For multi-object rapid detection of blended tobacco shreds for practical application in the field, this study proposes an overall solution based on an improved YOLOv7 multi-object detection model and an algorithm for two-dimensional size calculation of blended tobacco shreds to identify blended tobacco shred types and calculate the size of tobacco shreds. The focus is on the identification of blended tobacco shred types, as our research object is determining the best method of identifying tobacco shred components and the unbroken tobacco shred rate for real-world use in quality inspection lines.

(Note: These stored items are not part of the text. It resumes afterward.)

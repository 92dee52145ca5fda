use crate::{
    error::InstallError, extension::Extension, platform::PlatformDescriptor, release::Asset,
};
use log::debug;
use regex::Regex;
use strum::IntoEnumIterator;

const VENDOR_TOKENS: &[&str] = &["apple", "linux", "pc", "unknown"];
const LIBC_TOKENS: &[&str] = &["gnu", "glibc", "musl"];

/// How the end of an asset name is checked.
#[derive(Clone, Debug, Default)]
pub enum ExtensionMatch {
    /// Any name is accepted.
    Disabled,
    /// The name must end with one of `.tar.gz`, `.tar.xz`, `.zip`, or `.tgz`.
    #[default]
    Default,
    /// The pattern must match at the end of the lowercased name.
    Pattern(Regex),
}

impl ExtensionMatch {
    /// Compiles a user-supplied extension pattern. The pattern is anchored to the end of the
    /// asset name.
    ///
    /// # Errors
    ///
    /// Returns an error if the pattern is not a valid regex.
    pub fn pattern(pattern: &str) -> Result<Self, regex::Error> {
        Ok(ExtensionMatch::Pattern(Regex::new(&format!(
            "(?:{pattern})$"
        ))?))
    }

    fn is_match(&self, name: &str) -> bool {
        match self {
            ExtensionMatch::Disabled => true,
            ExtensionMatch::Default => Extension::iter()
                .filter(|e| e.is_default_match())
                .any(|e| name.ends_with(e.extension())),
            ExtensionMatch::Pattern(re) => re.is_match(name),
        }
    }
}

/// Everything an asset name has to satisfy to be picked.
#[derive(Clone, Debug)]
pub struct MatchCriteria {
    pub platform_tokens: Vec<String>,
    pub arch_tokens: Vec<String>,
    pub name_filter: Option<String>,
    pub extension: ExtensionMatch,
    pub vendor_optional: bool,
    pub libc_optional: bool,
}

impl MatchCriteria {
    /// Criteria for a platform with no name filter, default extension matching, and optional
    /// vendor and libc.
    pub fn for_platform(platform: &PlatformDescriptor) -> Self {
        Self {
            platform_tokens: platform.platform_tokens(),
            arch_tokens: platform.arch_tokens().to_vec(),
            name_filter: None,
            extension: ExtensionMatch::Default,
            vendor_optional: true,
            libc_optional: true,
        }
    }

    #[must_use]
    pub fn name_filter(mut self, filter: Option<&str>) -> Self {
        self.name_filter = filter.map(str::to_lowercase);
        self
    }

    #[must_use]
    pub fn extension(mut self, extension: ExtensionMatch) -> Self {
        self.extension = extension;
        self
    }
}

#[derive(Debug)]
pub(crate) struct AssetMatcher {
    criteria: MatchCriteria,
}

impl AssetMatcher {
    pub(crate) fn new(criteria: MatchCriteria) -> Self {
        Self { criteria }
    }

    /// Returns the first asset, in the order given, that satisfies every criterion. Ties are not
    /// broken any other way, so a release with equally good gnu and musl builds gets whichever
    /// one the API listed first.
    pub(crate) fn pick_asset<'b>(&self, assets: &'b [Asset]) -> Result<&'b Asset, InstallError> {
        // This could all be done much more simply with the iterator's .find()
        // method, but then there's no place to put all the debugging output.
        for asset in assets {
            debug!("matching against asset name = {}", asset.name);
            if self.is_match(&asset.name.to_lowercase()) {
                debug!("picked asset named {}", asset.name);
                return Ok(asset);
            }
        }

        Err(InstallError::NoMatchingAsset {
            attempted: assets.iter().map(|a| a.name.clone()).collect(),
        })
    }

    // Every predicate is evaluated, even after one fails, so the debug log shows the complete
    // picture for each asset.
    fn is_match(&self, name: &str) -> bool {
        let c = &self.criteria;

        let name_ok = c.name_filter.as_deref().is_none_or(|f| name.contains(f));
        debug!("  name filter {:?}: {name_ok}", c.name_filter);

        let arch_ok = any_token(name, &c.arch_tokens);
        debug!("  arch {:?}: {arch_ok}", c.arch_tokens);

        let platform_ok = any_token(name, &c.platform_tokens);
        debug!("  platform {:?}: {platform_ok}", c.platform_tokens);

        let has_vendor = any_token(name, VENDOR_TOKENS);
        let vendor_ok = has_vendor || c.vendor_optional;
        debug!("  vendor present = {has_vendor}, optional = {}: {vendor_ok}", c.vendor_optional);

        let has_libc = any_token(name, LIBC_TOKENS);
        let libc_ok = has_libc || c.libc_optional;
        debug!("  libc present = {has_libc}, optional = {}: {libc_ok}", c.libc_optional);

        let extension_ok = c.extension.is_match(name);
        debug!("  extension {:?}: {extension_ok}", c.extension);

        name_ok && arch_ok && platform_ok && vendor_ok && libc_ok && extension_ok
    }
}

fn any_token<S: AsRef<str>>(name: &str, tokens: &[S]) -> bool {
    tokens.iter().any(|t| name.contains(t.as_ref()))
}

For this paper, the main contributions are as follows:

(1): Establishing two types of original blended tobacco shred image datasets: 4000 non-overlapped tobacco shreds consisting of images captured from four tobacco shred varieties and 5300 blended tobacco shreds consisting of images captured four non-overlapped tobacco shred varieties and seven types of overlapped tobacco shreds. Dataset 1 was established as the training base model and dataset 2 was used to mimic the actual field and increase the robustness of the model.
(2): Developing an accurate YOLOv7-tiny model to achieve multi-object blended tobacco shred detection utilizing digital images. Detection models are developed and compared using Faster RCNN, RetinaNet, and SSD architectures with the chosen datasets. The performances of different tobacco shred detection methods with Resnet50, Light-VGG, MS-Resnet, Ince-Resnet, and Mask RCNN are also compared. The constructed improved YOLOv7 network (ResNetxt19, SPPFCSPC, decoupled head) demonstrated the highest detection accuracy. It provided good detection capability for blended tobacco shred images with different sizes and types, outperforming other similar detection models.
(3): Proposing a tobacco shred two-dimensional size calculation algorithm (LWC) to be first applied to not only single tobacco shreds, but also to overlapped tobacco shreds. This algorithm accurately detects and calculates the length and width in images of blended tobacco shreds.
(4): Providing a new implementation method for the identification of tobacco shred type and two-dimensional size calculation of blended tobacco shreds and a new approach for other similar muti-object image detection tasks.

2. Data Collection

The experimental tobacco shreds were blended tobacco shreds (four varieties of tobacco silk, cut stem, expended tobacco silk, and reconstituted tobacco shred) from one batch of a brand, obtained on the blending line. Prior to obtaining the image datasets, the tobacco shreds were stored in a constant temperature and humidity chamber at 25 °C to reduce the effect of external factors on the image data [9].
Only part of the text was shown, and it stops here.